A Computational toolbox for large scale Calcium Imaging data Analysis and behavioral analysis.
Recent advances in calcium imaging acquisition techniques are creating datasets of the order of Terabytes/week. Memory and computationally efficient algorithms are required to analyze in reasonable amount of time terabytes of data. This project implements a set of essential methods required in the calcium imaging movies analysis pipeline. Fast and scalable algorithms are implemented for motion correction, movie manipulation, and source and spike extraction. CaImAn also contains some routines for the analyisis of behavior from video cameras. In summary, CaImAn provides a general purpose tool to handle large movies, with special emphasis on tools for two-photon and one-photon calcium imaging and behavioral datasets.

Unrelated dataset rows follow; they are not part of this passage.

impl<'a> ResponseHandler<'a> {
    pub(crate) fn new(config: &'a ClientApplicationConfig, request: &'a BaseAuthRequest) -> Self {
        Self { config, request }
    }

    /// Validate, normalise and cache a token response
    ///
    /// `known_account` is used when the response does not identify the account
    /// itself (no id token and no `client_info`). Application tokens have
    /// neither and are cached under an empty home account id.
    pub(crate) async fn handle(
        &self,
        response: OidcTokenResponse,
        binding: IdTokenBinding<'_>,
        known_account: Option<&AccountInfo>,
    ) -> Result<AuthenticationResult, AuthError> {
        self.config.telemetry().clear_reported();

        let access_token = response.access_token().secret().clone();
        let fields = response.extra_fields();

        if let Some(id_token) = fields.id_token.as_deref()
            && self.config.configuration().auth.validate_id_tokens
        {
            self.validate_id_token(id_token, &access_token, binding)
                .await?;
        }

        let crypto = self.config.crypto();
        let claims = fields
            .id_token
            .as_deref()
            .map(|t| IdTokenClaims::decode_unverified(t, crypto.as_ref()))
            .transpose()
            .map_err(|kind| acquisition_error(self.config, kind))?;
        let client_info = fields
            .client_info
            .as_deref()
            .map(|raw| ClientInfo::decode(raw, crypto.as_ref()))
            .transpose()
            .map_err(|kind| acquisition_error(self.config, kind))?;

        let authority = self.config.authority().authority();
        let environment = authority.host().to_string();
        let account = if claims.is_some() || client_info.is_some() {
            let mut account =
                AccountInfo::from_response(&environment, client_info.as_ref(), claims.as_ref())
                    .map_err(|kind| acquisition_error(self.config, kind))?;
            if account.tenant_id.is_empty() {
                account.tenant_id = authority.tenant().unwrap_or_default().to_string();
            }
            Some(account)
        } else {
            known_account.cloned()
        };

        let scopes = match response.scopes() {
            Some(granted) if !granted.is_empty() => ScopeSet::new(granted.iter().map(|s| s.as_str())),
            _ => self.request.scopes().clone(),
        };
        let expires_in = response
            .expires_in()
            .map_or(DEFAULT_EXPIRES_IN, |d| d.as_secs());
        let expires_on = chrono::Utc::now()
            .timestamp()
            .saturating_add(i64::try_from(expires_in).unwrap_or(i64::MAX));
        let token_type = token_type_name(response.token_type());

        let client_id = self.config.configuration().auth.client_id.clone();
        let home_account_id = account
            .as_ref()
            .map(|a| a.home_account_id.clone())
            .unwrap_or_default();
        let realm = account
            .as_ref()
            .map(|a| a.tenant_id.clone())
            .or_else(|| authority.tenant().map(str::to_string))
            .unwrap_or_default();

        let record = CacheRecord {
            account: account.clone(),
            access_token: Some(AccessTokenEntity {
                home_account_id: home_account_id.clone(),
                environment: environment.clone(),
                client_id: client_id.clone(),
                realm: authority.tenant().unwrap_or_default().to_string(),
                scopes: scopes.clone(),
                secret: SecretString::new(access_token.clone()),
                token_type: token_type.clone(),
                expires_on,
            }),
            refresh_token: response
                .refresh_token()
                .filter(|_| account.is_some())
                .map(|rt| RefreshTokenEntity {
                    home_account_id: home_account_id.clone(),
                    environment: environment.clone(),
                    client_id: client_id.clone(),
                    secret: SecretString::new(rt.secret().clone()),
                }),
            id_token: fields
                .id_token
                .as_ref()
                .filter(|_| account.is_some())
                .map(|id_token| IdTokenEntity {
                    home_account_id: home_account_id.clone(),
                    environment: environment.clone(),
                    client_id: client_id.clone(),
                    realm: realm.clone(),
                    secret: id_token.clone(),
                }),
        };

        if let Err(e) = self.config.cache().save_record(record).await {
            warn!(error = %e, "Failed to write token response to the cache");
            return Err(acquisition_error(
                self.config,
                AcquisitionErrorKind::Cache(e.to_string()),
            ));
        }

        debug!(
            correlation_id = %self.request.correlation_id(),
            home_account_id = %self.config.configuration().logger.pii(&home_account_id),
            scopes = %scopes,
            "Token response processed"
        );

        Ok(AuthenticationResult {
            access_token,
            token_type,
            id_token: fields.id_token.clone(),
            id_token_claims: claims.clone(),
            account: account.map(|mut a| {
                a.id_token_claims = claims;
                a
            }),
            scopes,
            expires_on,
            correlation_id: self.request.correlation_id().to_string(),
            from_cache: false,
        })
    }

    async fn validate_id_token(
        &self,
        id_token: &str,
        access_token: &str,
        binding: IdTokenBinding<'_>,
    ) -> Result<(), AuthError> {
        let metadata = self.config.authority();
        let mut validation = ValidationConfig::new(
            [metadata.issuer()],
            [self.config.configuration().auth.client_id.as_str()],
        )
        .with_authority(metadata.authority().canonical())
        .with_access_token(access_token);
        if let Some(jwks_uri) = metadata.jwks_uri() {
            validation = validation.with_jwks_uri(jwks_uri);
        }
        if let Some(nonce) = binding.nonce {
            validation = validation.with_nonce(nonce);
        }
        if let Some(code) = binding.code {
            validation = validation.with_code(code);
        }

        self.config
            .validator()
            .validate_token(id_token, &validation)
            .await?;
        debug!(correlation_id = %self.request.correlation_id(), "Id token validated");
        Ok(())
    }
}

A paper explaining most of the implementation details and benchmarking can be found at this link
-
Handling of very large datasets
- Memory mapping
- Parallel processing in patches
- Frame-by-frame online processing [5]
- OpenCV-based efficient movie playing and resizing
-
Motion correction [6]
- Fast parallelizable OpenCV and FFT-based motion correction of large movies
- Can be run also in online mode (i.e. one frame at a time)
- Corrects for non-rigid artifacts due to raster scanning or non-uniform brain motion
- FFTs can be computed on GPUs (experimental). Requires pycuda and skcuda to be installed.
-
Source extraction
- Separates different sources based on constrained nonnegative matrix Factorization (CNMF) [1-2]
- Deals with heavily overlapping and neuropil contaminated movies
- Suitable for both 2-photon [1] and 1-photon [3] calcium imaging data
- Selection of inferred sources using a pre-trained convolutional neural network classifier
- Online processing available [5]
-
Denoising, deconvolution and spike extraction
-
Behavioral Analysis [7]
- Unsupervised algorithms based on optical flow and NMF to automatically extract motor kinetics
- Scales to large datasets by exploiting online dictionary learning
- We also developed a tool for acquiring movies at high speed with low cost equipment [Github repository].
-
Variance Stabilization [8]
- Noise parameters estimation under the Poisson-Gaussian noise model
- Fast algorithm that scales to large datasets
- A basic demo can be found at
CaImAn/demos/notebooks/demo_VST.ipynb
We recently incorporated a Python implementation of the OnACID [5] algorithm, that enables processing data in an online mode and in real time. Check the script demos/general/demo_OnACID_mesoscope.py
or the notebook demos/notebooks/demo_OnACID_mesoscope.ipynb
for an application on two-photon mesoscope data provided by the Tolias lab (Baylor College of Medicine).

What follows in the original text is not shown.